Background and Aim: To evaluate the possible antifibrotic effects of two drugs, pentoxifylline (PTX) and interferon (IFN)-alpha as well as their combination, on a bile-duct-ligated rat hepatic fibrosis model. Methods: Bile ducts of 34 female Wistar rats were ligated, and 24 bile ducts were sham operated. Bile-duct-ligated rats were divided into four groups, in which either sterile saline, IFN-alpha (100 000 IU/3 days a week), PTX (50 mg/kg/day) or IFN-alpha + PTX were administered. Sham-operated rats were treated at the same doses. On the 28th day, rats were decapitated to obtain blood for the measurements of aspartate aminotransferase (AST), alanine aminotransferase (ALT), alkaline phosphatase (ALP), gamma-glutamyl transpeptidase (GGT) and bilirubins.
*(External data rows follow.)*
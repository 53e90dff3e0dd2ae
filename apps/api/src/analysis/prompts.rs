// All LLM prompt templates for the single-candidate analysis flows.
// Each builder is a pure function of its inputs; exactly one template is used per action.

use std::fmt;
use std::str::FromStr;

use serde::{Deserialize, Serialize};

use crate::template::render;

/// Wraps any instruction with the job description and resume text.
/// Replace: {instruction}, {job_description}, {resume_text}
pub const ANALYSIS_PROMPT_TEMPLATE: &str = r#"{instruction}

JOB DESCRIPTION:
{job_description}

RESUME:
{resume_text}"#;

pub const OVERVIEW_INSTRUCTION: &str = "You are an experienced Technical Human Resource Manager. \
    Your task is to review the provided resume against the job description. \
    Please share your professional evaluation on whether the candidate's profile aligns with the role. \
    Highlight the strengths and weaknesses of the applicant in relation to the specified job requirements.";

pub const IMPROVE_SKILLS_INSTRUCTION: &str = "You are a Technical Human Resource Manager with expertise in data science. \
    Your role is to scrutinize the resume in light of the job description provided. \
    Share your insights on the candidate's suitability for the role from an HR perspective. \
    Additionally, offer advice on enhancing the candidate's skills and identify areas where improvement is needed.";

pub const MISSING_KEYWORDS_INSTRUCTION: &str = "You are a skilled ATS (Applicant Tracking System) scanner \
    with a deep understanding of data science and ATS functionality. \
    Your task is to evaluate the resume against the provided job description. \
    Assess the compatibility of the resume with the role. \
    Provide the missing keywords and recommendations for enhancing the candidate's skills, \
    and identify areas for improvement.";

pub const PERCENTAGE_MATCH_INSTRUCTION: &str = "You are a skilled ATS (Applicant Tracking System) scanner \
    with expertise in data science and ATS functionality. \
    Your task is to evaluate the resume against the provided job description. \
    Provide the percentage match between the resume and the job description. \
    First, display the percentage match, then list the missing keywords, and finally share your overall evaluation.";

pub const SKILL_GAP_INSTRUCTION: &str = r#"Analyze the gap between the candidate's current skills and the job requirements.
Provide a detailed analysis including:
1. Missing skills that are crucial for this role
2. Resources to learn these skills (free and paid)
3. Estimated time to acquire each skill
4. Priority order for learning
5. How to highlight transferable skills
6. Action plan for skill development"#;

/// Replace: {interview_type}
pub const INTERVIEW_PREP_INSTRUCTION: &str = r#"Generate comprehensive interview preparation for {interview_type} interviews based on the job description and resume.
Include:
1. 5 relevant interview questions
2. What the interviewer is looking for in each question
3. Sample answers
4. Key points to cover
5. Common mistakes to avoid
6. Follow-up questions to expect
7. Tips for answering effectively"#;

pub const PORTFOLIO_ENHANCE_INSTRUCTION: &str = r#"Enhance this project description to make it more impactful for the job application.
Include:
1. Business impact and value created
2. Technical challenges overcome
3. Key achievements and results
4. Skills demonstrated
5. Metrics and quantifiable outcomes
6. Team collaboration aspects
7. Learning outcomes
8. STAR format (Situation, Task, Action, Result)"#;

pub const PORTFOLIO_FEATURES_INSTRUCTION: &str = r#"List the best features and highlights of this project in bullet points.
Focus on:
1. Technical innovations
2. User experience improvements
3. Performance optimizations
4. Unique solutions
5. Scalability aspects"#;

pub const CAREER_PATH_INSTRUCTION: &str = r#"Create a comprehensive 5-year career development plan including:
1. Short-term goals (6 months)
2. Medium-term goals (1-2 years)
3. Long-term goals (3-5 years)
4. Required skills and certifications
5. Potential career transitions
6. Salary progression
7. Industry trends to watch
8. Networking opportunities
9. Professional development resources
10. Risk factors and mitigation strategies"#;

/// Resume review actions offered by the analysis endpoint.
#[derive(Debug, Clone, PartialEq, Eq)]
pub enum AnalysisMode {
    Overview,
    ImproveSkills,
    MissingKeywords,
    PercentageMatch,
    /// Free-form question; the operator's text is the instruction.
    Query(String),
}

impl AnalysisMode {
    /// Parses the `mode` form field. `query` needs the accompanying question text.
    pub fn parse(mode: &str, query: Option<&str>) -> Result<Self, String> {
        match mode.trim().to_lowercase().as_str() {
            "overview" => Ok(Self::Overview),
            "improve_skills" => Ok(Self::ImproveSkills),
            "missing_keywords" => Ok(Self::MissingKeywords),
            "percentage_match" => Ok(Self::PercentageMatch),
            "query" => query
                .map(|q| Self::Query(q.to_string()))
                .ok_or_else(|| "'query' is required when mode is 'query'".to_string()),
            other => Err(format!(
                "Unknown mode '{other}'; expected overview, improve_skills, missing_keywords, percentage_match or query"
            )),
        }
    }

    pub fn instruction(&self) -> &str {
        match self {
            Self::Overview => OVERVIEW_INSTRUCTION,
            Self::ImproveSkills => IMPROVE_SKILLS_INSTRUCTION,
            Self::MissingKeywords => MISSING_KEYWORDS_INSTRUCTION,
            Self::PercentageMatch => PERCENTAGE_MATCH_INSTRUCTION,
            Self::Query(q) => q,
        }
    }

    pub fn label(&self) -> &'static str {
        match self {
            Self::Overview => "overview",
            Self::ImproveSkills => "improve_skills",
            Self::MissingKeywords => "missing_keywords",
            Self::PercentageMatch => "percentage_match",
            Self::Query(_) => "query",
        }
    }
}

#[derive(Debug, Clone, Copy, PartialEq, Eq, Default, Serialize, Deserialize)]
#[serde(rename_all = "snake_case")]
pub enum InterviewType {
    Technical,
    Behavioral,
    SystemDesign,
    CaseStudy,
    #[default]
    AllTypes,
}

impl fmt::Display for InterviewType {
    fn fmt(&self, f: &mut fmt::Formatter<'_>) -> fmt::Result {
        f.write_str(match self {
            Self::Technical => "Technical",
            Self::Behavioral => "Behavioral",
            Self::SystemDesign => "System Design",
            Self::CaseStudy => "Case Study",
            Self::AllTypes => "All Types",
        })
    }
}

impl FromStr for InterviewType {
    type Err = String;

    /// Accepts both `system_design` and `System Design` spellings.
    fn from_str(s: &str) -> Result<Self, Self::Err> {
        let normalized: String = s
            .trim()
            .to_lowercase()
            .chars()
            .map(|c| if c == ' ' || c == '-' { '_' } else { c })
            .collect();
        match normalized.as_str() {
            "technical" => Ok(Self::Technical),
            "behavioral" => Ok(Self::Behavioral),
            "system_design" => Ok(Self::SystemDesign),
            "case_study" => Ok(Self::CaseStudy),
            "all_types" | "all" => Ok(Self::AllTypes),
            _ => Err(format!("Unknown interview type '{s}'")),
        }
    }
}

/// The Prompt Builder: instruction, job description and resume text in one prompt.
pub fn build_prompt(job_description: &str, resume_text: &str, instruction: &str) -> String {
    render(
        ANALYSIS_PROMPT_TEMPLATE,
        &[
            ("instruction", instruction.trim()),
            ("job_description", job_description),
            ("resume_text", resume_text),
        ],
    )
}

pub fn build_analysis_prompt(job_description: &str, resume_text: &str, mode: &AnalysisMode) -> String {
    build_prompt(job_description, resume_text, mode.instruction())
}

pub fn build_skill_gap_prompt(job_description: &str, current_skills: &str, resume_text: &str) -> String {
    let candidate = format!("Current Skills: {current_skills}\nResume: {resume_text}");
    build_prompt(job_description, &candidate, SKILL_GAP_INSTRUCTION)
}

pub fn build_interview_prompt(
    job_description: &str,
    resume_text: &str,
    interview_type: InterviewType,
) -> String {
    let label = interview_type.to_string();
    let instruction = render(INTERVIEW_PREP_INSTRUCTION, &[("interview_type", label.as_str())]);
    build_prompt(job_description, resume_text, &instruction)
}

pub fn build_portfolio_prompts(
    job_description: &str,
    project_description: &str,
    resume_text: &str,
) -> (String, String) {
    let context = format!("Project: {project_description}\nResume: {resume_text}");
    (
        build_prompt(job_description, &context, PORTFOLIO_ENHANCE_INSTRUCTION),
        build_prompt(job_description, &context, PORTFOLIO_FEATURES_INSTRUCTION),
    )
}

pub fn build_career_path_prompt(job_description: &str, resume_text: &str, years_experience: u8) -> String {
    let context = format!("Resume: {resume_text}\nExperience: {years_experience} years");
    build_prompt(job_description, &context, CAREER_PATH_INSTRUCTION)
}

#[cfg(test)]
mod tests {
    use super::*;

    #[test]
    fn test_build_prompt_layout() {
        let prompt = build_prompt("JD text", "Resume text", "  Evaluate.  ");
        assert_eq!(prompt, "Evaluate.\n\nJOB DESCRIPTION:\nJD text\n\nRESUME:\nResume text");
    }

    #[test]
    fn test_each_mode_selects_its_own_template() {
        let modes = [
            AnalysisMode::Overview,
            AnalysisMode::ImproveSkills,
            AnalysisMode::MissingKeywords,
            AnalysisMode::PercentageMatch,
        ];
        for (i, a) in modes.iter().enumerate() {
            for b in modes.iter().skip(i + 1) {
                assert_ne!(a.instruction(), b.instruction());
            }
        }
        assert!(build_analysis_prompt("jd", "cv", &AnalysisMode::PercentageMatch)
            .starts_with(PERCENTAGE_MATCH_INSTRUCTION));
    }

    #[test]
    fn test_query_mode_uses_operator_text() {
        let mode = AnalysisMode::parse("query", Some("Is this person senior?")).unwrap();
        assert!(build_analysis_prompt("jd", "cv", &mode).starts_with("Is this person senior?"));
    }

    #[test]
    fn test_query_mode_requires_text() {
        assert!(AnalysisMode::parse("query", None).is_err());
        assert!(AnalysisMode::parse("horoscope", None).is_err());
        assert_eq!(
            AnalysisMode::parse(" Missing_Keywords ", None).unwrap(),
            AnalysisMode::MissingKeywords
        );
    }

    #[test]
    fn test_interview_type_parsing_and_prompt() {
        assert_eq!("System Design".parse::<InterviewType>().unwrap(), InterviewType::SystemDesign);
        assert_eq!("case_study".parse::<InterviewType>().unwrap(), InterviewType::CaseStudy);
        assert!("pairing".parse::<InterviewType>().is_err());

        let prompt = build_interview_prompt("jd", "cv", InterviewType::Behavioral);
        assert!(prompt.contains("for Behavioral interviews"));
    }

    #[test]
    fn test_skill_gap_and_career_context() {
        let prompt = build_skill_gap_prompt("jd", "Rust, SQL", "cv");
        assert!(prompt.contains("RESUME:\nCurrent Skills: Rust, SQL\nResume: cv"));

        let prompt = build_career_path_prompt("jd", "cv", 4);
        assert!(prompt.contains("Experience: 4 years"));
    }

    #[test]
    fn test_portfolio_prompts_share_context() {
        let (enhance, features) = build_portfolio_prompts("jd", "A chat app", "cv");
        assert!(enhance.contains("STAR format"));
        assert!(features.contains("Scalability aspects"));
        assert!(enhance.contains("Project: A chat app"));
        assert!(features.contains("Project: A chat app"));
    }
}
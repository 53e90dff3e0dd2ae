use std::fmt;

use serde::{Deserialize, Deserializer, Serialize, Serializer};
use serde_json::Value;

/// Placeholder the model (and the export) uses for missing values.
pub const NOT_AVAILABLE: &str = "N/A";

/// A value reported by the model, or the "N/A" sentinel.
#[derive(Debug, Clone, Default, PartialEq, Eq)]
pub enum Field {
    Present(String),
    #[default]
    NotAvailable,
}

impl Field {
    /// Trimmed text; blank or "N/A" (any case) becomes `NotAvailable`.
    pub fn from_text(text: &str) -> Self {
        let trimmed = text.trim();
        if trimmed.is_empty() || trimmed.eq_ignore_ascii_case(NOT_AVAILABLE) {
            Field::NotAvailable
        } else {
            Field::Present(trimmed.to_string())
        }
    }

    /// Coerces any JSON value to a field: numbers are printed, arrays joined with ", ".
    pub fn from_json(value: &Value) -> Self {
        match value {
            Value::Null => Field::NotAvailable,
            Value::String(s) => Field::from_text(s),
            Value::Number(n) => Field::Present(n.to_string()),
            Value::Bool(b) => Field::Present(b.to_string()),
            Value::Array(items) => {
                let joined: Vec<String> = items
                    .iter()
                    .filter_map(|item| match Field::from_json(item) {
                        Field::Present(s) => Some(s),
                        Field::NotAvailable => None,
                    })
                    .collect();
                Field::from_text(&joined.join(", "))
            }
            Value::Object(_) => Field::Present(value.to_string()),
        }
    }

    pub fn as_str(&self) -> &str {
        match self {
            Field::Present(s) => s,
            Field::NotAvailable => NOT_AVAILABLE,
        }
    }

    pub fn is_available(&self) -> bool {
        matches!(self, Field::Present(_))
    }

    /// Numeric reading of the field; anything unparseable counts as 0.
    pub fn as_number(&self) -> f64 {
        match self {
            Field::Present(s) => s.trim().parse::<f64>().unwrap_or(0.0),
            Field::NotAvailable => 0.0,
        }
    }
}

impl fmt::Display for Field {
    fn fmt(&self, f: &mut fmt::Formatter<'_>) -> fmt::Result {
        f.write_str(self.as_str())
    }
}

impl Serialize for Field {
    fn serialize<S: Serializer>(&self, serializer: S) -> Result<S::Ok, S::Error> {
        serializer.serialize_str(self.as_str())
    }
}

impl<'de> Deserialize<'de> for Field {
    fn deserialize<D: Deserializer<'de>>(deserializer: D) -> Result<Self, D::Error> {
        let value = Value::deserialize(deserializer)?;
        Ok(Field::from_json(&value))
    }
}

/// Whether a resume satisfies the screening query.
#[derive(Debug, Clone, Copy, PartialEq, Eq, Serialize, Deserialize)]
pub enum Verdict {
    Yes,
    No,
    #[serde(rename = "Parsing Error")]
    ParsingError,
}

/// The model's assessment of one resume, after normalization.
#[derive(Debug, Clone, PartialEq, Serialize, Deserialize)]
pub struct EvaluationResult {
    pub verdict: Verdict,
    pub ats_score: Field,
    pub college: Field,
    pub cgpa: Field,
    pub certifications: Field,
    pub candidate_email: Field,
}

impl EvaluationResult {
    /// Substituted when the model reply cannot be parsed.
    pub fn parsing_error() -> Self {
        Self {
            verdict: Verdict::ParsingError,
            ats_score: Field::NotAvailable,
            college: Field::NotAvailable,
            cgpa: Field::NotAvailable,
            certifications: Field::NotAvailable,
            candidate_email: Field::NotAvailable,
        }
    }
}

/// Constraints pulled out of the operator's free-text query.
#[derive(Debug, Clone, Default, PartialEq, Serialize, Deserialize)]
pub struct ScreeningCriteria {
    pub score_threshold: Option<f64>,
    pub required_institution: Option<String>,
}

/// One exported line: a resume that passed screening.
#[derive(Debug, Clone, PartialEq, Serialize, Deserialize)]
pub struct ReportRow {
    pub file_name: String,
    pub ats_score: Field,
    pub college: Field,
    pub cgpa: Field,
    pub certifications: Field,
    pub candidate_email: Field,
}

impl ReportRow {
    pub fn new(file_name: &str, evaluation: &EvaluationResult) -> Self {
        Self {
            file_name: file_name.to_string(),
            ats_score: evaluation.ats_score.clone(),
            college: evaluation.college.clone(),
            cgpa: evaluation.cgpa.clone(),
            certifications: evaluation.certifications.clone(),
            candidate_email: evaluation.candidate_email.clone(),
        }
    }
}
use anyhow::{bail, Context, Result};

/// Which backend memoizes model replies.
#[derive(Debug, Clone, Copy, PartialEq, Eq)]
pub enum CacheBackend {
    Memory,
    Redis,
    None,
}

/// Application configuration loaded from environment variables.
/// Startup fails if required variables are missing.
#[derive(Debug, Clone)]
pub struct Config {
    pub google_api_key: String,
    pub port: u16,
    pub rust_log: String,
    pub cache_backend: CacheBackend,
    pub redis_url: Option<String>,
    pub cache_ttl_secs: u64,
    pub cache_max_entries: usize,
    pub max_upload_bytes: usize,
    pub llm_timeout_secs: u64,
}

impl Config {
    pub fn from_env() -> Result<Self> {
        dotenvy::dotenv().ok(); // load .env if present; ignore if missing

        Self::from_lookup(|key| std::env::var(key).ok())
    }

    /// Builds the config from an arbitrary key lookup. `from_env` passes the process environment.
    pub fn from_lookup<F>(lookup: F) -> Result<Self>
    where
        F: Fn(&str) -> Option<String>,
    {
        let google_api_key = lookup("GOOGLE_API_KEY")
            .filter(|v| !v.trim().is_empty())
            .context("Required environment variable 'GOOGLE_API_KEY' is not set")?;

        let cache_backend = match lookup("CACHE_BACKEND")
            .unwrap_or_else(|| "memory".to_string())
            .to_lowercase()
            .as_str()
        {
            "memory" => CacheBackend::Memory,
            "redis" => CacheBackend::Redis,
            "none" | "off" => CacheBackend::None,
            other => bail!("CACHE_BACKEND must be one of memory, redis, none (got '{other}')"),
        };

        let redis_url = lookup("REDIS_URL");
        if cache_backend == CacheBackend::Redis && redis_url.is_none() {
            bail!("REDIS_URL must be set when CACHE_BACKEND=redis");
        }

        let max_upload_mb: usize = parse_or(&lookup, "MAX_UPLOAD_MB", 25)?;

        Ok(Config {
            google_api_key,
            port: parse_or(&lookup, "PORT", 8080)?,
            rust_log: lookup("RUST_LOG").unwrap_or_else(|| "info".to_string()),
            cache_backend,
            redis_url,
            cache_ttl_secs: parse_or(&lookup, "CACHE_TTL_SECS", 3600)?,
            cache_max_entries: parse_or(&lookup, "CACHE_MAX_ENTRIES", 512)?,
            max_upload_bytes: max_upload_mb * 1024 * 1024,
            llm_timeout_secs: parse_or(&lookup, "LLM_TIMEOUT_SECS", 120)?,
        })
    }
}

fn parse_or<F, T>(lookup: &F, key: &str, default: T) -> Result<T>
where
    F: Fn(&str) -> Option<String>,
    T: std::str::FromStr,
{
    match lookup(key) {
        Some(raw) => raw
            .trim()
            .parse::<T>()
            .ok()
            .with_context(|| format!("{key} has an invalid value '{raw}'")),
        None => Ok(default),
    }
}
Serum prolidase was assayed at the beginning and at the end of the study by the modified Chinard's colorimetric method. Liver prolidase was assayed after tissue homogenization. Liver collagen content was determined by the dye elution method described by Lopez de Leon. Morphometric-densitometric measurements of hepatic fibrosis were quantified by computerized image analysis. Results: The AST, ALT, ALP, GGT and bilirubins, liver prolidase enzyme activity, collagen content and hepatic collagen surface density were found to be increased in bile-duct-ligated rats on day 28. There was no statistically significant recovery or even a change in collagen turnover rate in rats treated with alternate regimens applied in the study (P > 0.05). Conclusion: Pentoxifylline, IFN-alpha and their combination have no beneficial effect on experimental fibrosis induced by biliary obstruction. (C) 2003 Blackwell Publishing Asia Pty Ltd.